My first experience as a migrant was when I was in my 20s. I took on a work assignment that no one in the international company I was with then wanted to raise their hands for because it was in Jakarta, Indonesia. It was considered ‘ulu’ (meaning ‘backward’). This was of course more than 25 years ago! My dearest Mama was especially worried about my decision.

I remember the excitement, the heady anticipation before heading over. But the novelty soon gave way to homesickness, loneliness and a general sense of displacement especially since I didn’t speak the language and I also had to get used to being the minority wherever I went. Don’t get me wrong, I was given much material comfort by my employer and most important of all, I clearly had the privilege of choice to leave if it got too difficult.

I not only stuck it out but thrived because my local colleagues reached out with wide open arms to welcome me into their homes and culture. They took turns to look after me when I contracted chicken pox whilst I was there — if you had chicken pox like me as an adult, you will appreciate how your body burns up and the bone-chilling pain! Yes, I was missing home so much especially Ma’s comfort food but I found comfort in the Javanese version of chicken soup except it’s not chicken, it’s oxtail called sup buntut.

As a young woman alone in a foreign land, I learnt so much about human behaviours from this first cross border and cross cultural assignment. It got me thinking about how easy it is to keep to our own kind because being tribal is very primal, like how animals stay in their herds. In other words, it’s ‘automatic’ to just take care of those who look or behave like us. Seeing differences is also so much easier than seeing similarities because science tells us that 80% of the information processed by our brain comes from what we see.

I will always be grateful to my Jakartan friends for opening their homes and hearts to me and for not seeing a Singaporean Chinese woman but a fellow human like them. However, I must admit that I do sometimes wonder if my experience might have been different if I was forced to live away from them and not be allowed to share and exchange meals and stories with them.

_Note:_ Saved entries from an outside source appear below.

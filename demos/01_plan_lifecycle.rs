/// plan lifecycle - payments through to completion, then a rejected cancel
use chrono::{NaiveDate, TimeZone, Utc};
use installment_plan_rs::{
    EventStore, InstallmentPlan, Money, PaymentFrequency, PlanTermsBuilder, SafeTimeProvider,
    TimeSource, Uuid,
};

fn main() -> Result<(), Box<dyn std::error::Error>> {
    let time = SafeTimeProvider::new(TimeSource::Test(
        Utc.with_ymd_and_hms(2024, 1, 1, 9, 0, 0).unwrap(),
    ));
    let mut events = EventStore::new();

    let terms = PlanTermsBuilder::new()
        .customer(Uuid::new_v4(), "Omar Farouk")
        .sale(Uuid::new_v4())
        .total_amount(Money::from_major(100_000))
        .installments(4)
        .frequency(PaymentFrequency::Weekly)
        .start_date(NaiveDate::from_ymd_opt(2024, 1, 1).unwrap())
        .build()?;

    let mut plan = InstallmentPlan::create(terms, "INST-0001".to_string(), &time, &mut events)?;
    println!("created {} status {}", plan.plan_number, plan.status);

    // four weekly payments of 25,000
    for _ in 0..4 {
        plan.record_payment(Money::from_major(25_000), &time, &mut events)?;
        println!(
            "paid: total {} balance {} next {:?}",
            plan.total_paid, plan.balance_due, plan.next_payment_date
        );
    }
    println!("final status {}", plan.status);

    // completed plans reject further transitions
    match plan.cancel(&time, &mut events) {
        Err(e) => println!("cancel rejected: {}", e),
        Ok(()) => unreachable!(),
    }

    for event in events.take_events() {
        println!("event: {:?}", event);
    }

    Ok(())
}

It should therefore be no surprise that Singaporeans’ relationship with our migrant communities has been a difficult one given our primal instincts to see and assume differences, whether in culture or class. This has been made worse by the physical segregation of housing our migrant workers far away from our neighbourhoods for so long which gives us no opportunities to learn about each other to understand our commonalities, our same humanity. We must therefore never trivialize the role of policies in shaping social attitudes and behaviours. Moving forward, we must choose courage over convenience in our policy design and our policy intent must always be underpinned by inclusion and integration.

With our migrant communities being rehoused into our local neighbourhoods, I think we have a grand opportunity for Singaporeans to do better as a society. When I heard the first announcement of rehousing migrant workers to Redhill Close, my immediate reaction was that we must do something immediately to engage the local residents. I shared this in a WhatsApp community chat. One thing led to another in a vibrant discussion and Welcome in my Backyard or WIMBY was formed, with my fellow founding members Michelle Yeo and Nicholas Oh bravely taking up the challenge of co-leading this community action with a growing and most amazing team of volunteers from all walks of life. WIMBY does not just focus on supporting our migrant friends, we also want to help Singaporeans develop a WIMBY mindset by bravely questioning our prejudices and stereotypes through understanding our migrant friends,

That’s why events such as Migrant Cultural Show Singapore are therefore extremely important in creating this bridge for Singaporeans and migrants alike to shed our lenses of what we do for a living and instead, appreciate what makes us come alive through our arts and culture. This year is extra special not because it’s a collaboration with WIMBY but also because this show used to be migrant friends sharing their culture with Singaporeans but today, we will also have Singaporeans share what matters to us with the migrant community. As with all bridges, this BRIDGE is, and must always be a two-way exchange.

Thank you for listening. Walk on this Bridge with us and have fun in today’s show!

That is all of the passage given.